* [Problem to solve] Start with the first line of the data and end with the line that holds "Row written to"; write out each one exactly.

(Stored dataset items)
++++++++

use std::fmt;

use chrono::{DateTime, NaiveDate, Utc};
use serde::{Deserialize, Serialize};
use thiserror::Error;

use doctor_cell::AppointmentChannel;
use shared_models::error::AppError;

// ==============================================================================
// CORE APPOINTMENT MODELS
// ==============================================================================

#[derive(Debug, Clone, Serialize, Deserialize)]
pub struct Appointment {
    pub id: String,
    pub user_id: String,
    pub doctor_name: String,
    pub specialization: String,
    pub hospital_name: String,
    pub appointment_date: NaiveDate,
    pub appointment_time: String,
    pub reason: String,
    pub doctor_phone: Option<String>,
    pub address: Option<String>,
    pub status: AppointmentStatus,
    pub notes: Option<String>,
    pub created_at: Option<DateTime<Utc>>,
}

#[derive(Debug, Clone, Copy, Serialize, Deserialize, PartialEq, Eq, Default)]
#[serde(rename_all = "snake_case")]
pub enum AppointmentStatus {
    #[default]
    Scheduled,
    Completed,
    Cancelled,
}

impl AppointmentStatus {
    pub fn as_str(&self) -> &'static str {
        match self {
            AppointmentStatus::Scheduled => "scheduled",
            AppointmentStatus::Completed => "completed",
            AppointmentStatus::Cancelled => "cancelled",
        }
    }

    pub fn is_terminal(&self) -> bool {
        !matches!(self, AppointmentStatus::Scheduled)
    }
}

impl fmt::Display for AppointmentStatus {
    fn fmt(&self, f: &mut fmt::Formatter<'_>) -> fmt::Result {
        f.write_str(self.as_str())
    }
}

/// Row written to `appointments`. The store assigns `id` and `created_at`.
#[derive(Debug, Clone, Serialize, PartialEq)]
pub struct NewAppointment {
    pub user_id: String,
    pub doctor_name: String,
    pub specialization: String,
    pub hospital_name: String,
    pub appointment_date: NaiveDate,
    pub appointment_time: String,
    pub reason: String,
    pub doctor_phone: Option<String>,
    pub address: Option<String>,
    pub status: AppointmentStatus,
    pub notes: Option<String>,
}

// ==============================================================================
// BOOKING MODELS
// ==============================================================================

/// What the user fills in when booking a catalog doctor.
#[derive(Debug, Clone, Default, PartialEq, Serialize, Deserialize)]
#[serde(default)]
pub struct AppointmentDraft {
    pub channel: AppointmentChannel,
    pub appointment_date: Option<NaiveDate>,
    pub appointment_time: String,
    pub reason: String,
    pub notes: Option<String>,
}

#[derive(Debug, Clone, Copy, PartialEq, Eq, Serialize)]
#[serde(rename_all = "snake_case")]
pub enum BookingState {
    Entry,
    Submitting,
    Success,
    Closed,
}

/// Manual appointment entry, used for both create and edit.
#[derive(Debug, Clone, Default, PartialEq, Serialize, Deserialize)]
#[serde(default)]
pub struct AppointmentForm {
    pub doctor_name: String,
    pub specialization: String,
    pub hospital_name: String,
    pub appointment_date: Option<NaiveDate>,
    pub appointment_time: String,
    pub reason: String,
    pub doctor_phone: Option<String>,
    pub address: Option<String>,
    pub notes: Option<String>,
}

// ==============================================================================
// ERROR TYPES
// ==============================================================================

#[derive(Debug, Clone, PartialEq, Eq, Error)]
pub enum BookingValidationError {
    #[error("{0} is required")]
    MissingField(&'static str),

    #[error("Appointment date {date} is in the past")]
    DateInPast { date: NaiveDate },

    #[error("{doctor} does not offer the {time} slot")]
    SlotNotOffered { doctor: String, time: String },
}

#[derive(Debug, Error)]
pub enum AppointmentError {
    #[error("Appointment not found: {0}")]
    NotFound(String),

    #[error(transparent)]
    Validation(#[from] BookingValidationError),

    #[error("Appointment cannot move from {from} to {to}")]
    InvalidStatusTransition {
        from: AppointmentStatus,
        to: AppointmentStatus,
    },

    #[error("Appointment cannot be edited once {0}")]
    NotEditable(AppointmentStatus),

    #[error("Deleting an appointment must be confirmed")]
    ConfirmationRequired,

    #[error("Database error: {0}")]
    Database(String),

    #[error("Malformed appointment row: {0}")]
    Decode(String),

    #[error("Store returned no row for the new appointment")]
    NotPersisted,
}

impl From<AppointmentError> for AppError {
    fn from(err: AppointmentError) -> Self {
        match err {
            AppointmentError::NotFound(_) => AppError::NotFound(err.to_string()),
            AppointmentError::Validation(_) | AppointmentError::ConfirmationRequired => {
                AppError::ValidationError(err.to_string())
            }
            AppointmentError::InvalidStatusTransition { .. } | AppointmentError::NotEditable(_) => {
                AppError::Conflict(err.to_string())
            }
            AppointmentError::Database(_)
            | AppointmentError::Decode(_)
            | AppointmentError::NotPersisted => AppError::Database(err.to_string()),
        }
    }
}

++++++++

* [Answer space]
use std::fmt;

use chrono::{DateTime, NaiveDate, Utc};
use serde::{Deserialize, Serialize};
use thiserror::Error;

use doctor_cell::AppointmentChannel;
use shared_models::error::AppError;

// ==============================================================================
// CORE APPOINTMENT MODELS
// ==============================================================================

#[derive(Debug, Clone, Serialize, Deserialize)]
pub struct Appointment {
    pub id: String,
    pub user_id: String,
    pub doctor_name: String,
    pub specialization: String,
    pub hospital_name: String,
    pub appointment_date: NaiveDate,
    pub appointment_time: String,
    pub reason: String,
    pub doctor_phone: Option<String>,
    pub address: Option<String>,
    pub status: AppointmentStatus,
    pub notes: Option<String>,
    pub created_at: Option<DateTime<Utc>>,
}

#[derive(Debug, Clone, Copy, Serialize, Deserialize, PartialEq, Eq, Default)]
#[serde(rename_all = "snake_case")]
pub enum AppointmentStatus {
    #[default]
    Scheduled,
    Completed,
    Cancelled,
}

impl AppointmentStatus {
    pub fn as_str(&self) -> &'static str {
        match self {
            AppointmentStatus::Scheduled => "scheduled",
            AppointmentStatus::Completed => "completed",
            AppointmentStatus::Cancelled => "cancelled",
        }
    }

    pub fn is_terminal(&self) -> bool {
        !matches!(self, AppointmentStatus::Scheduled)
    }
}

impl fmt::Display for AppointmentStatus {
    fn fmt(&self, f: &mut fmt::Formatter<'_>) -> fmt::Result {
        f.write_str(self.as_str())
    }
}

/// Row written to `appointments`. The store assigns `id` and `created_at`.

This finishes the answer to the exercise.